Data excerpts |
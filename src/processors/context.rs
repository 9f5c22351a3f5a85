use crate::numbering::{ListItemInfo, ListItemResolver, NumberingAllocator};
use crate::ooxml::{ImagePartSink, NodeId, OoxmlError, XmlDocument};

/// State shared by every processor during the fill of one part.
///
/// Numbering ids are part-local, so each part (body, header, footer) gets
/// its own context and with it a fresh allocator and resolver cache.
pub struct ProcessContext<'a> {
    part_name: String,
    remove_content_controls: bool,
    numbering: Option<&'a mut XmlDocument>,
    styles: Option<&'a XmlDocument>,
    images: &'a mut dyn ImagePartSink,
    resolver: ListItemResolver,
    allocator: NumberingAllocator,
}

impl<'a> ProcessContext<'a> {
    pub fn new(
        part_name: impl Into<String>,
        numbering: Option<&'a mut XmlDocument>,
        styles: Option<&'a XmlDocument>,
        images: &'a mut dyn ImagePartSink,
        remove_content_controls: bool,
    ) -> Self {
        ProcessContext {
            part_name: part_name.into(),
            remove_content_controls,
            numbering,
            styles,
            images,
            resolver: ListItemResolver::new(),
            allocator: NumberingAllocator::new(),
        }
    }

    /// Replace the allocator, e.g. with a seeded one
    pub fn with_allocator(mut self, allocator: NumberingAllocator) -> Self {
        self.allocator = allocator;
        self
    }

    pub fn part_name(&self) -> &str {
        &self.part_name
    }

    pub fn remove_content_controls(&self) -> bool {
        self.remove_content_controls
    }

    /// Numbering identity of a paragraph
    pub fn list_item(&mut self, doc: &XmlDocument, paragraph: NodeId) -> ListItemInfo {
        self.resolver
            .resolve(doc, paragraph, self.numbering.as_deref(), self.styles)
    }

    /// Give freshly inserted list copies their own numbering definitions
    pub fn reset_numbering(&mut self, doc: &mut XmlDocument, elements: &[NodeId]) -> usize {
        self.allocator
            .reset_numbering(doc, self.numbering.as_deref_mut(), elements)
    }

    /// Register an image with the package; returns the relationship id
    pub fn add_image(&mut self, data: &[u8]) -> Result<String, OoxmlError> {
        self.images.add_image_part(&self.part_name, data)
    }
}
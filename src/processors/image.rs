use log::debug;

use super::{finish_control, ProcessContext, Processor};
use crate::content::{ContentItem, ImageContent};
use crate::ooxml::names::{a, r};
use crate::ooxml::{NodeId, XmlDocument};
use crate::result::{FillError, ProcessResult};

/// Points the picture inside a control at a newly added image part
pub struct ImageProcessor;

impl Processor for ImageProcessor {
    fn fill_content(
        &self,
        doc: &mut XmlDocument,
        ctx: &mut ProcessContext<'_>,
        control: Option<NodeId>,
        items: &[&ContentItem],
    ) -> ProcessResult {
        let mut result = ProcessResult::not_handled();

        for &item in items {
            let ContentItem::Image(image) = item else {
                continue;
            };
            match control {
                Some(control) => result.merge(fill_image(doc, ctx, control, item, image)),
                None => result.add_error(FillError::not_found(item)),
            }
        }

        finish_control(doc, ctx, control, &result);
        result
    }
}

fn fill_image(
    doc: &mut XmlDocument,
    ctx: &mut ProcessContext<'_>,
    control: NodeId,
    item: &ContentItem,
    image: &ImageContent,
) -> ProcessResult {
    let mut result = ProcessResult::not_handled();

    let Some(blip) = doc.descendants_named(control, a::BLIP).into_iter().next() else {
        result.add_error(FillError::custom_item(item, "doesn't contain an image for replace"));
        return result;
    };

    match ctx.add_image(image.binary()) {
        Ok(relationship_id) => {
            debug!("image '{}' embedded as {}", image.name(), relationship_id);
            doc.set_attribute(blip, r::EMBED, relationship_id);
            result.add_item_to_handled(item);
        }
        Err(e) => {
            result.add_error(FillError::custom_item(item, format!("image part could not be added: {}", e)));
        }
    }
    result
}

#[cfg(test)]
mod tests {
    use super::*;
    use crate::content::Content;
    use crate::ooxml::names::w;
    use crate::processors::tests::{document, sdt, Fixture};

    const PNG: &[u8] = &[0x89, b'P', b'N', b'G', 0x0D, 0x0A, 0x1A, 0x0A, 0, 0, 0, 0];

    fn picture() -> String {
        r#"<w:p><w:r><w:drawing><a:graphic><a:graphicData><a:blip r:embed="rId5"/></a:graphicData></a:graphic></w:drawing></w:r></w:p>"#.to_string()
    }

    #[test]
    fn test_blip_points_to_new_part() {
        let mut fixture = Fixture::new(&document(&sdt("Logo", &picture())));
        let result = fixture.fill(&Content::new(vec![ImageContent::new("Logo", PNG.to_vec()).into()]), false);

        assert!(result.is_handled("Logo"));
        assert_eq!(fixture.images.len(), 1);
        let blip = fixture.doc.descendants_named(fixture.body(), a::BLIP)[0];
        let embed = fixture.doc.attribute(blip, r::EMBED).unwrap();
        assert_ne!(embed, "rId5");
        assert!(fixture.images.iter().any(|(id, _)| id == embed));
    }

    #[test]
    fn test_control_without_picture() {
        let mut fixture = Fixture::new(&document(&sdt("Logo", "<w:p/>")));
        let result = fixture.fill(&Content::new(vec![ImageContent::new("Logo", PNG.to_vec()).into()]), true);
        assert_eq!(
            result.errors()[0].to_string(),
            "Image Content Control 'Logo' doesn't contain an image for replace."
        );
        assert_eq!(fixture.doc.descendants_named(fixture.body(), w::SDT).len(), 1);
        assert!(fixture.images.is_empty());
    }

    #[test]
    fn test_missing_image_control() {
        let mut fixture = Fixture::new(&document("<w:p/>"));
        let result = fixture.fill(&Content::new(vec![ImageContent::new("Logo", PNG.to_vec()).into()]), false);
        assert_eq!(result.errors()[0].to_string(), "Image Content Control 'Logo' not found.");
    }
}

Exercise |
Find the lines in the data that include "FillError", then copy each of them.

Result for this task |
use crate::result::{FillError, ProcessResult};
                None => result.add_error(FillError::not_found(item)),
        result.add_error(FillError::custom_item(item, "doesn't contain an image for replace"));
            result.add_error(FillError::custom_item(item, format!("image part could not be added: {}", e)));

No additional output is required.